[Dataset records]
------------------------
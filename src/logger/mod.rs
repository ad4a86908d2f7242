// Copyright 2019-2026 ChainSafe Systems
// SPDX-License-Identifier: Apache-2.0, MIT

use anyhow::Context as _;
use tracing_appender::non_blocking::WorkerGuard;
use tracing_subscriber::{EnvFilter, Registry, prelude::*};

use crate::config::LogConfig;

/// Keeps the file writer flushing. Logs are lost once dropped.
#[derive(Default)]
pub struct Guards {
    file: Option<WorkerGuard>,
}

/// Installs the global subscriber: a console layer plus, when `log_dir` is
/// configured, an hourly rotated file layer.
pub fn setup_logger(config: &LogConfig) -> anyhow::Result<Guards> {
    let mut guards = Guards::default();
    let mut layers: Vec<Box<dyn tracing_subscriber::layer::Layer<Registry> + Send + Sync>> =
        // console logger
        vec![Box::new(
            tracing_subscriber::fmt::Layer::new().with_filter(get_env_filter(config)?),
        )];

    // file logger
    if let Some(log_dir) = &config.log_dir {
        let file_appender = tracing_appender::rolling::hourly(log_dir, "wdpost.log");
        let (writer, guard) = tracing_appender::non_blocking(file_appender);
        guards.file = Some(guard);
        layers.push(Box::new(
            tracing_subscriber::fmt::Layer::new()
                .with_ansi(false)
                .with_writer(writer)
                .with_filter(get_env_filter(config)?),
        ));
    }

    tracing_subscriber::registry()
        .with(layers)
        .try_init()
        .context("installing global tracing subscriber")?;
    Ok(guards)
}

/// Returns an [`EnvFilter`] according to the `RUST_LOG` environment variable,
/// or [`default_env_filter`].
fn get_env_filter(config: &LogConfig) -> anyhow::Result<EnvFilter> {
    use std::env::{
        self,
        VarError::{NotPresent, NotUnicode},
    };
    match env::var(EnvFilter::DEFAULT_ENV) {
        Ok(s) => Ok(EnvFilter::new(s)),
        Err(NotPresent) => default_env_filter(config),
        Err(NotUnicode(_)) => Ok(EnvFilter::default()),
    }
}

fn default_env_filter(config: &LogConfig) -> anyhow::Result<EnvFilter> {
    let mut directives = vec!["info".to_owned()];
    if !config.filters.is_empty() {
        directives.push(config.to_filter_string());
    }
    EnvFilter::try_new(directives.join(",")).context("invalid log filters")
}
------------------------
PROBLEM STATEMENT » Exactly as written, transcribe each line of the data.

PROBLEM SOLUTION »
filename src/logger/mod.rs
repository ad4a86908d2f7242
// Copyright 2019-2026 ChainSafe Systems
// SPDX-License-Identifier: Apache-2.0, MIT

use anyhow::Context as _;
use tracing_appender::non_blocking::WorkerGuard;
use tracing_subscriber::{EnvFilter, Registry, prelude::*};

use crate::config::LogConfig;

/// Keeps the file writer flushing. Logs are lost once dropped.
#[derive(Default)]
pub struct Guards {
    file: Option<WorkerGuard>,
}

/// Installs the global subscriber: a console layer plus, when `log_dir` is
/// configured, an hourly rotated file layer.
pub fn setup_logger(config: &LogConfig) -> anyhow::Result<Guards> {
    let mut guards = Guards::default();
    let mut layers: Vec<Box<dyn tracing_subscriber::layer::Layer<Registry> + Send + Sync>> =
        // console logger
        vec![Box::new(
            tracing_subscriber::fmt::Layer::new().with_filter(get_env_filter(config)?),
        )];

    // file logger
    if let Some(log_dir) = &config.log_dir {
        let file_appender = tracing_appender::rolling::hourly(log_dir, "wdpost.log");
        let (writer, guard) = tracing_appender::non_blocking(file_appender);
        guards.file = Some(guard);
        layers.push(Box::new(
            tracing_subscriber::fmt::Layer::new()
                .with_ansi(false)
                .with_writer(writer)
                .with_filter(get_env_filter(config)?),
        ));
    }

    tracing_subscriber::registry()
        .with(layers)
        .try_init()
        .context("installing global tracing subscriber")?;
    Ok(guards)
}

/// Returns an [`EnvFilter`] according to the `RUST_LOG` environment variable,
/// or [`default_env_filter`].
fn get_env_filter(config: &LogConfig) -> anyhow::Result<EnvFilter> {
    use std::env::{
        self,
        VarError::{NotPresent, NotUnicode},
    };
    match env::var(EnvFilter::DEFAULT_ENV) {
        Ok(s) => Ok(EnvFilter::new(s)),
        Err(NotPresent) => default_env_filter(config),
        Err(NotUnicode(_)) => Ok(EnvFilter::default()),
    }
}

fn default_env_filter(config: &LogConfig) -> anyhow::Result<EnvFilter> {
    let mut directives = vec!["info".to_owned()];
    if !config.filters.is_empty() {
        directives.push(config.to_filter_string());
    }
    EnvFilter::try_new(directives.join(",")).context("invalid log filters")
}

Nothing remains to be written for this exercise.